__Problem description__. Scan the records for the string "address" and state how many lines contain it, using the number alone.

(Dataset excerpts)
..............................
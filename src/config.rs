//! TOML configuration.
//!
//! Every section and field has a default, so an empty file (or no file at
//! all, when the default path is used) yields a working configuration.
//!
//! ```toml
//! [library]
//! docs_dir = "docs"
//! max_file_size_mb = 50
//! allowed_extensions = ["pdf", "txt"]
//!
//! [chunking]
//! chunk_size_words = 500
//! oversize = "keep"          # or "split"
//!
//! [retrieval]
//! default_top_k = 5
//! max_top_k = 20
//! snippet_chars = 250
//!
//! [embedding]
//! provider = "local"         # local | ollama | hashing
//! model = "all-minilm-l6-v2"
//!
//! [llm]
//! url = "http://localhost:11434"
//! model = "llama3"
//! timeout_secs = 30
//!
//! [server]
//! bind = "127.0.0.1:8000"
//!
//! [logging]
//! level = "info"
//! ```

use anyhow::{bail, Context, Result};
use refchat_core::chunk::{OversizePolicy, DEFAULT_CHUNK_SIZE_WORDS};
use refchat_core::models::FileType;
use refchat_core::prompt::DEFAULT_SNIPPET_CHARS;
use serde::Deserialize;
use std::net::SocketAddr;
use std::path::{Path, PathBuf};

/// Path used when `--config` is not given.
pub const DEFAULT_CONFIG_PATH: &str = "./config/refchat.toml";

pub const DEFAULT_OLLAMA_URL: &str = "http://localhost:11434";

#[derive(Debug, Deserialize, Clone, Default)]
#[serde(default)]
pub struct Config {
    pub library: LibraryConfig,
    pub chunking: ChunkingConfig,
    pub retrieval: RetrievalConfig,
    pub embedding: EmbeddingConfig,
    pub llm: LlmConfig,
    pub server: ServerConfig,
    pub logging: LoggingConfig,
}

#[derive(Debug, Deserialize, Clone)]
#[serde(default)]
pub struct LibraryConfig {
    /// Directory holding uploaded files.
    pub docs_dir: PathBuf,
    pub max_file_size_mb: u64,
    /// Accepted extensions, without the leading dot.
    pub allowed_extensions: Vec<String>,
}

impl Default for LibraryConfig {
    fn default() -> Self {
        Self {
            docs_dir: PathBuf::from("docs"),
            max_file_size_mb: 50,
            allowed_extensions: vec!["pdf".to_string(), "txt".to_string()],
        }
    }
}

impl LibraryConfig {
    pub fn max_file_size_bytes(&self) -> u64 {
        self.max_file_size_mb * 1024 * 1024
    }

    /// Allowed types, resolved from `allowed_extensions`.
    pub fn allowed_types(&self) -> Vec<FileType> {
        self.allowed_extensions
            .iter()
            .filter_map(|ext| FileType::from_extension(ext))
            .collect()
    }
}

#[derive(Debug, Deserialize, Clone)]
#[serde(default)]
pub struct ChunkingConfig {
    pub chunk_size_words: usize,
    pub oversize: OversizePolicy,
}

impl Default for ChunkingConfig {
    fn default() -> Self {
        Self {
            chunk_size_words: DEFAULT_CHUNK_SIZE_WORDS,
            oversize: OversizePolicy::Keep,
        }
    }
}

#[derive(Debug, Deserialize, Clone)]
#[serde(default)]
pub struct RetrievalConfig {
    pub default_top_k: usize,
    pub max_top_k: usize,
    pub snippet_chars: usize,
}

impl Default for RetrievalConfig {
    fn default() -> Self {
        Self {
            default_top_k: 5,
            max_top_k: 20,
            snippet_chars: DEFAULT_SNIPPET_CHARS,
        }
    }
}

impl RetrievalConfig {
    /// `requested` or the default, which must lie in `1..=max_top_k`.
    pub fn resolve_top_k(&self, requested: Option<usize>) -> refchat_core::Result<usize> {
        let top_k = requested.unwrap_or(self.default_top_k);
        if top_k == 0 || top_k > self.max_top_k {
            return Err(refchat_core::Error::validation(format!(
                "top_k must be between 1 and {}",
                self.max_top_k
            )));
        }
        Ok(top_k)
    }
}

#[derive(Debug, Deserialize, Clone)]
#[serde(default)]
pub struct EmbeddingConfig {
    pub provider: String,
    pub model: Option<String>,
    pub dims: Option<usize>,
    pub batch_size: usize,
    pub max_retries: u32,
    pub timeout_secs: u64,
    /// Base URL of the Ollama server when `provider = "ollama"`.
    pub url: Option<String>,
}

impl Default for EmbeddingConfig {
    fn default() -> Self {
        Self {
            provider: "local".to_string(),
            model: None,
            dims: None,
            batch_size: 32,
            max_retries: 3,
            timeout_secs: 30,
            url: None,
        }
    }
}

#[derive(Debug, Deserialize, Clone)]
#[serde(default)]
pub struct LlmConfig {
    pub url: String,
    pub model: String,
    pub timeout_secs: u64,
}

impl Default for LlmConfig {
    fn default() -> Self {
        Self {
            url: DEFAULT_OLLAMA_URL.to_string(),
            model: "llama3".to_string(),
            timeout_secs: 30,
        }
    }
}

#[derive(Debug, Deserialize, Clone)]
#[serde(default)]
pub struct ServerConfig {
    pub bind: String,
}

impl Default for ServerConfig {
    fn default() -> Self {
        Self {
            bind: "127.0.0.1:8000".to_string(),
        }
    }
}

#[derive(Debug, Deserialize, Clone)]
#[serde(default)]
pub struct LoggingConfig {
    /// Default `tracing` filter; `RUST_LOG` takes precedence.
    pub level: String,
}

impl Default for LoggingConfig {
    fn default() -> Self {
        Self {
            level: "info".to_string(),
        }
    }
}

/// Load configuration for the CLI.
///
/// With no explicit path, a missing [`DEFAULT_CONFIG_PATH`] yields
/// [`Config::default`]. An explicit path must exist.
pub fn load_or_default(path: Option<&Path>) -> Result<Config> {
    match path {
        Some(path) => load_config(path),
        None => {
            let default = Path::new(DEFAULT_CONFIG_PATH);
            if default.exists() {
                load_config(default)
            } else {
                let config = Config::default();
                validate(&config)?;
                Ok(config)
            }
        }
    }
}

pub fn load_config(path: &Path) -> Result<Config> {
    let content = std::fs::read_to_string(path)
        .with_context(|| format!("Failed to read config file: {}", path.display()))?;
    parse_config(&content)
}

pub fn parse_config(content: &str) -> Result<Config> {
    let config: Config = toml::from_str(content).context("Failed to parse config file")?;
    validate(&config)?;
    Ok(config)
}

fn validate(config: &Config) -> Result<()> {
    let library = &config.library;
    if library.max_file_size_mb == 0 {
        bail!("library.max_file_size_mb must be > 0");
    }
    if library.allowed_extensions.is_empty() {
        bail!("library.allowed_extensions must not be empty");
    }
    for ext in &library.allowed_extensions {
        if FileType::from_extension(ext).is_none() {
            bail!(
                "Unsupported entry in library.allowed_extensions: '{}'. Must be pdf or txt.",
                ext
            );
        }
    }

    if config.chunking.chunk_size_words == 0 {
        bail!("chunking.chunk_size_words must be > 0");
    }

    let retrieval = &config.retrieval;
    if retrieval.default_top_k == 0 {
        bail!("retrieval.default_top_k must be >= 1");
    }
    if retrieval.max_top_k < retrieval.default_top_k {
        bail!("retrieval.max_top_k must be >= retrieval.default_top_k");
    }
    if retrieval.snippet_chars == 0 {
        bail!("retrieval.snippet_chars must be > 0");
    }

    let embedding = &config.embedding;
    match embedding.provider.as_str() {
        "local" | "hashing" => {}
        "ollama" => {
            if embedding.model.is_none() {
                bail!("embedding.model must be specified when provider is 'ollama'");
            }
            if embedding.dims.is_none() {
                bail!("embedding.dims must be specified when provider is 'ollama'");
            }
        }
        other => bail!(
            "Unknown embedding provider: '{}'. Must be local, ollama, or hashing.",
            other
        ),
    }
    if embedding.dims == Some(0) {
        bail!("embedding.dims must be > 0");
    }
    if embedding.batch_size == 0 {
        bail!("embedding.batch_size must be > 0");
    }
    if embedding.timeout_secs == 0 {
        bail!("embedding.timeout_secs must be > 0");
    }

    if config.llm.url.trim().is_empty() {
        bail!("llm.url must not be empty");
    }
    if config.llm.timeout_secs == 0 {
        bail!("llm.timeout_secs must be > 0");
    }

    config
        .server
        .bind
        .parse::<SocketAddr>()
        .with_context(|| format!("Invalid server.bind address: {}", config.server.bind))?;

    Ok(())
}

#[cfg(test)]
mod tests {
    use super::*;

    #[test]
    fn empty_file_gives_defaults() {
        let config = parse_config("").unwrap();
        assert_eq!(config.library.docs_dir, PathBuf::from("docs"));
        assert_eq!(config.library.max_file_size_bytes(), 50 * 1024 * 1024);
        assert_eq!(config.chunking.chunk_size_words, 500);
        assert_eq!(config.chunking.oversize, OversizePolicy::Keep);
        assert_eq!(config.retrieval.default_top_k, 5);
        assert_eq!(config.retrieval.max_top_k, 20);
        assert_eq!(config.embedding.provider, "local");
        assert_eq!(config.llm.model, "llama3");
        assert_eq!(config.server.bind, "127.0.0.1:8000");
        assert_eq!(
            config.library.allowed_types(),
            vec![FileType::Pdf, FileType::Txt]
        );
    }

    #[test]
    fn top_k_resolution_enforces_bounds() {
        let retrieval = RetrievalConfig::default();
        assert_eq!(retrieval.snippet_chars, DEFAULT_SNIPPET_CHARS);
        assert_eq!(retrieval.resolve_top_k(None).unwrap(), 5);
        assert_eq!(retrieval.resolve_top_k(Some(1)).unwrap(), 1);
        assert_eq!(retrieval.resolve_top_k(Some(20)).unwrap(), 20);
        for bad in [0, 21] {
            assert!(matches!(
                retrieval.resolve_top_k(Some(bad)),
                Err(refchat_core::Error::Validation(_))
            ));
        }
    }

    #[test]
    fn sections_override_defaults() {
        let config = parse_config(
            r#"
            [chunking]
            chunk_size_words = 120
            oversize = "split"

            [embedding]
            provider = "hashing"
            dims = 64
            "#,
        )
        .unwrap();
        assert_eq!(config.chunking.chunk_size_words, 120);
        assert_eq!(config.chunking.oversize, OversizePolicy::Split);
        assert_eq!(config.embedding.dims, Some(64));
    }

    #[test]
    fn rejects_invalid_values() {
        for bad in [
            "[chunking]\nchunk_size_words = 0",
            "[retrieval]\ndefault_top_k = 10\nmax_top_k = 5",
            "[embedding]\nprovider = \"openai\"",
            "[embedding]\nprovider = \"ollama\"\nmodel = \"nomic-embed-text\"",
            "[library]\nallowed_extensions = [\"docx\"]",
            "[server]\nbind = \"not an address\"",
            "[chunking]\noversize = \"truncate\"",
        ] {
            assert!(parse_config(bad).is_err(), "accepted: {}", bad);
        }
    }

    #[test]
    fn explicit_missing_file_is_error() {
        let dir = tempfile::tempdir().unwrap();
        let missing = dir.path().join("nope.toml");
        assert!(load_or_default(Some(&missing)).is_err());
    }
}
..............................
__Solved exercise__. 2